I mentioned my blog on another website, and just spent a little time re-reading it. In particular, the events at the node in Ebony Watch.
Deep down in a layer of James’ mind he was not fully aware of, the cloak posed him a question: “would you die for the empire”? And in that same layer, his training and its cameraderie, the histories he had studied – stories of valour and sacrifice, his commitment to make the best of his father’s decision to place him in the army, and perhaps even his childhood storybook lessons that the noble must protect the common people, together formed a wordless reply: “I am a soldier of The Empire.”

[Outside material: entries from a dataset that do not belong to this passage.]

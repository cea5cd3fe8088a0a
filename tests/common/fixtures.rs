use std::path::Path;
use std::sync::Arc;
use std::time::Duration;

use serde_json::{Value, json};
use tempfile::TempDir;

use stac_validate::cache::CacheConfig;
use stac_validate::fetcher::Fetcher;
use stac_validate::http_client::HttpClientConfig;
use stac_validate::retry::RetryPolicy;
use stac_validate::schema_engine::SchemaEngine;
use stac_validate::schema_store::SchemaStore;
use stac_validate::validator::{ValidationConfig, ValidationEngine};

pub const CATALOG_1_0_0: &str =
    "https://schemas.stacspec.org/v1.0.0/catalog-spec/json-schema/catalog.json";
pub const COLLECTION_1_0_0: &str =
    "https://schemas.stacspec.org/v1.0.0/collection-spec/json-schema/collection.json";
pub const ITEM_1_0_0: &str = "https://schemas.stacspec.org/v1.0.0/item-spec/json-schema/item.json";
pub const CATALOG_0_7_0: &str = "https://cdn.staclint.com/v0.7.0/catalog.json";
pub const ITEM_0_7_0: &str = "https://cdn.staclint.com/v0.7.0/item.json";
pub const ITEM_BETA_2: &str =
    "https://schemas.stacspec.org/v1.0.0-beta.2/item-spec/json-schema/item.json";
pub const PROJECTION_BETA_1: &str =
    "https://cdn.staclint.com/v1.0.0-beta.1/extension/projection.json";

/// Stand-ins for the published schemas, keyed by the addresses the resolver derives
pub fn schema_store() -> SchemaStore {
    let catalog = |id: &str| {
        json!({
            "$id": id,
            "type": "object",
            "required": ["id", "links"]
        })
    };
    let item = |id: &str| {
        json!({
            "$id": id,
            "type": "object",
            "required": ["id", "properties"],
            "properties": {
                "properties": {"type": "object", "required": ["datetime"]}
            }
        })
    };

    SchemaStore::empty()
        .with_schema(catalog(CATALOG_1_0_0))
        .with_schema(json!({
            "$id": COLLECTION_1_0_0,
            "type": "object",
            "required": ["id", "extent", "license"]
        }))
        .with_schema(item(ITEM_1_0_0))
        .with_schema(catalog(CATALOG_0_7_0))
        .with_schema(json!({
            "$id": ITEM_0_7_0,
            "type": "object",
            "required": ["id"],
            // unsatisfiable unless the legacy patch replaces it
            "allOf": [{"required": ["never-present"]}]
        }))
        .with_schema(item(ITEM_BETA_2))
        .with_schema(json!({
            "$id": PROJECTION_BETA_1,
            "type": "object",
            "properties": {
                "properties": {"type": "object", "required": ["proj:epsg"]}
            }
        }))
}

/// Retry policy tuned for tests: quick delays, few attempts
pub fn fast_retry() -> RetryPolicy {
    RetryPolicy {
        initial_delay: Duration::from_millis(10),
        max_delay: Duration::from_millis(50),
        multiplier: 2,
        max_elapsed: Duration::from_secs(5),
        max_retries: Some(3),
    }
}

pub fn fetcher(retry: RetryPolicy, timeout_seconds: u64) -> Arc<Fetcher> {
    Arc::new(
        Fetcher::new(
            HttpClientConfig {
                timeout_seconds,
                ..Default::default()
            },
            retry,
            &CacheConfig::default(),
        )
        .unwrap(),
    )
}

pub fn engine_with(config: ValidationConfig, fetcher: Arc<Fetcher>) -> ValidationEngine {
    let schemas = Arc::new(SchemaEngine::new(
        Arc::new(schema_store()),
        fetcher.clone(),
        64,
    ));
    ValidationEngine::new(fetcher, schemas, config)
}

pub fn engine(config: ValidationConfig) -> ValidationEngine {
    engine_with(config, fetcher(fast_retry(), 5))
}

pub fn catalog(id: &str, version: &str, links: Value) -> Value {
    json!({
        "type": "Catalog",
        "id": id,
        "stac_version": version,
        "description": "test catalog",
        "links": links
    })
}

pub fn item(id: &str, version: &str) -> Value {
    json!({
        "type": "Feature",
        "id": id,
        "stac_version": version,
        "geometry": null,
        "properties": {"datetime": "2020-01-01T00:00:00Z"},
        "links": [],
        "assets": {}
    })
}

pub fn link(rel: &str, href: &str) -> Value {
    json!({"rel": rel, "href": href})
}

/// Write `value` as `name` below `dir`, creating parent directories
pub fn write_json(dir: &Path, name: &str, value: &Value) -> String {
    let path = dir.join(name);
    if let Some(parent) = path.parent() {
        std::fs::create_dir_all(parent).unwrap();
    }
    std::fs::write(&path, serde_json::to_string_pretty(value).unwrap()).unwrap();
    path.to_string_lossy().into_owned()
}

/// Chain of catalogs root -> level1 -> level2 -> level3, each in its own directory
pub fn catalog_chain(dir: &TempDir) -> String {
    write_json(
        dir.path(),
        "level1/level2/level3/catalog.json",
        &catalog("level3", "1.0.0", json!([])),
    );
    write_json(
        dir.path(),
        "level1/level2/catalog.json",
        &catalog("level2", "1.0.0", json!([link("child", "./level3/catalog.json")])),
    );
    write_json(
        dir.path(),
        "level1/catalog.json",
        &catalog("level1", "1.0.0", json!([link("child", "level2/catalog.json")])),
    );
    write_json(
        dir.path(),
        "catalog.json",
        &catalog(
            "root",
            "1.0.0",
            json!([link("self", "./catalog.json"), link("child", "./level1/catalog.json")]),
        ),
    )
}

Sort of reminded me what James is about. He’s been in a bit of a funk since being suspended from duty. The whole “screw it, let’s go to Anvil” is a bit of a sulk, and he needs to snap out of it. Seeing the politics has disillusioned him a bit, but ultimately there are illusions we all have to grow out of.
My goal for the character, of course, has always been that one day he would be archmage. It’s pretty obvious – that’s why I gave him the “One Unique Thing” that I did. Hidden, locked-away arcane talent. Duh. But he doesn’t plan to be archmage one day – that’s my idea. He will do what’s best. He will serve if he is called.
Which is why I refused the shortsword that the DM offered him (obviously it was for James – no-one else uses a shortsword). James actually is good, and loyal, and responsible and all that. Heroic, even. He’s not going to take some proffered shortcut to a goal that he doesn’t even have, and he’s intelligent enough to know that you are cautious with magic items. After playing a string of bad guys (I re-read Korgul’s stories: funny as hell, and I wrote them), I want James to really be the kind of person you would want in the job.
Having said that – this is not something that could possibly happen in the game. The way I see it, 10th level is when you start being a serious wizard. A bit like a black belt – all it means is that you have learned all the forms of your school. It’s after that that a martial artist starts getting serious.
So, there’s been politics, and he’s been relived of duty. He’s beginning to see what a tangled mess life mostly is. Nevertheless it remains the case that there being an empire is better than there not being one, it remains the case that the emperor is warden and guardian of civilisation and all the people in it. It remains the case that, as Hobbes suggested,
During the time men live without a common power to keep them all in awe, they are in that conditions called war; and such a war, as if of every man, against every man.
“To this war of every man against every man, this also in consequent; that nothing can be unjust. The notions of right and wrong, justice and injustice have there no place. Where there is no common power, there is no law, where no law, no injustice. Force, and fraud, are in war the cardinal virtues.
“No arts; no letters; no society; and which is worst of all, continual fear, and danger of violent death: and the life of man, solitary, poor, nasty, brutish and short.”
Snap out of it, man. Being a soldier of The Empire is still the worthwhile thing that it always was.